> **TO DO**: Search the material below for the word "digest". Copy every line that has it.

====================

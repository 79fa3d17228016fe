#![allow(dead_code)]

// filename according to https://doc.rust-lang.org/book/ch11-03-test-organization.html
use embedded_storage::nor_flash::{
    ErrorType, NorFlash, NorFlashError, NorFlashErrorKind, ReadNorFlash,
};

pub const PAGE_SIZE: usize = 1024;
// the store programs 16-bit words, like an STM32 flash bank
pub const WORD_SIZE: usize = 2;
pub const PAGE_HEADER_SIZE: usize = 4;
pub const RECORD_HEADER_SIZE: usize = 4;
pub const RECORD_FOOTER_SIZE: usize = 2;

#[derive(Default)]
pub struct Flash {
    pub buf: Vec<u8>,
    pub fail_after_operation: usize,
    pub operations: Vec<Operation>,
}

#[derive(Debug, PartialEq, Clone)]
pub enum Operation {
    Read { offset: u32, len: usize },
    Write { offset: u32, len: usize },
    Erase { offset: u32, len: usize },
}

impl Flash {
    pub fn new(pages: usize) -> Self {
        Self {
            buf: vec![0xffu8; PAGE_SIZE * pages],
            fail_after_operation: usize::MAX,
            ..Default::default()
        }
    }

    pub fn new_with_fault(pages: usize, fail_after_operation: usize) -> Self {
        Self {
            buf: vec![0xffu8; PAGE_SIZE * pages],
            fail_after_operation,
            ..Default::default()
        }
    }

    pub fn len(&self) -> usize {
        self.buf.len()
    }

    pub fn disable_faults(&mut self) {
        self.fail_after_operation = usize::MAX;
    }

    pub fn erases(&mut self) -> usize {
        self.operations
            .iter()
            .filter(|op| matches!(op, Operation::Erase { .. }))
            .count()
    }

    pub fn writes(&mut self) -> usize {
        self.operations
            .iter()
            .filter(|op| matches!(op, Operation::Write { .. }))
            .count()
    }

    pub fn dump_operations(&self) {
        println!("Operations:");
        for op in &self.operations {
            println!("  {:?}", op);
        }
    }
}

#[derive(Debug)]
pub struct FlashError;

impl NorFlashError for FlashError {
    fn kind(&self) -> NorFlashErrorKind {
        NorFlashErrorKind::Other
    }
}

impl ErrorType for Flash {
    type Error = FlashError;
}

impl ReadNorFlash for Flash {
    const READ_SIZE: usize = 1;

    fn read(&mut self, offset: u32, bytes: &mut [u8]) -> Result<(), Self::Error> {
        if self.operations.len() >= self.fail_after_operation {
            println!("    flash: FAULT (read 0x{offset:04X})");
            return Err(FlashError);
        }
        self.operations.push(Operation::Read {
            offset,
            len: bytes.len(),
        });

        let offset = offset as usize;
        bytes.copy_from_slice(&self.buf[offset..offset + bytes.len()]);
        Ok(())
    }

    fn capacity(&self) -> usize {
        self.buf.len()
    }
}

impl NorFlash for Flash {
    const WRITE_SIZE: usize = WORD_SIZE;

    const ERASE_SIZE: usize = PAGE_SIZE;

    fn erase(&mut self, from: u32, to: u32) -> Result<(), Self::Error> {
        assert!(from.is_multiple_of(Self::ERASE_SIZE as u32));
        assert!(to.is_multiple_of(Self::ERASE_SIZE as u32));

        println!(
            "    flash: erase: 0x{from:04X} - 0x{to:04X} #{:>2}",
            self.operations.len()
        );

        if self.operations.len() >= self.fail_after_operation {
            println!("    flash: FAULT");
            return Err(FlashError);
        }

        self.operations.push(Operation::Erase {
            offset: from,
            len: (to - from) as usize,
        });

        for addr in from..to {
            self.buf[addr as usize] = 0xff;
        }
        Ok(())
    }

    fn write(&mut self, offset: u32, bytes: &[u8]) -> Result<(), Self::Error> {
        assert!(offset.is_multiple_of(Self::WRITE_SIZE as u32));
        assert!(bytes.len().is_multiple_of(Self::WRITE_SIZE));
        assert!(!bytes.is_empty());

        println!(
            "    flash: write: 0x{offset:04X}[0x{:04X}] #{:>2}",
            bytes.len(),
            self.operations.len()
        );

        if self.operations.len() >= self.fail_after_operation {
            println!("    flash: FAULT");
            return Err(FlashError);
        }

        self.operations.push(Operation::Write {
            offset,
            len: bytes.len(),
        });

        let offset = offset as usize;
        for (i, &val) in bytes.iter().enumerate() {
            // programming can only flip bits from 1 to 0
            self.buf[offset + i] &= val;
        }
        Ok(())
    }
}

impl flash_records::platform::Crc8 for Flash {
    fn crc8(init: u8, data: &[u8]) -> u8 {
        crc8(init, data)
    }
}

/// Standard CRC-8: polynomial 0x07, init 0x00, no reflection.
pub fn crc8(init: u8, data: &[u8]) -> u8 {
    let crc = crc::Crc::<u8>::new(&crc::CRC_8_SMBUS);
    let mut digest = crc.digest_with_initial(init);
    digest.update(data);
    digest.finalize()
}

====================

> **OUTPUT**:
    let mut digest = crc.digest_with_initial(init);
    digest.update(data);
    digest.finalize()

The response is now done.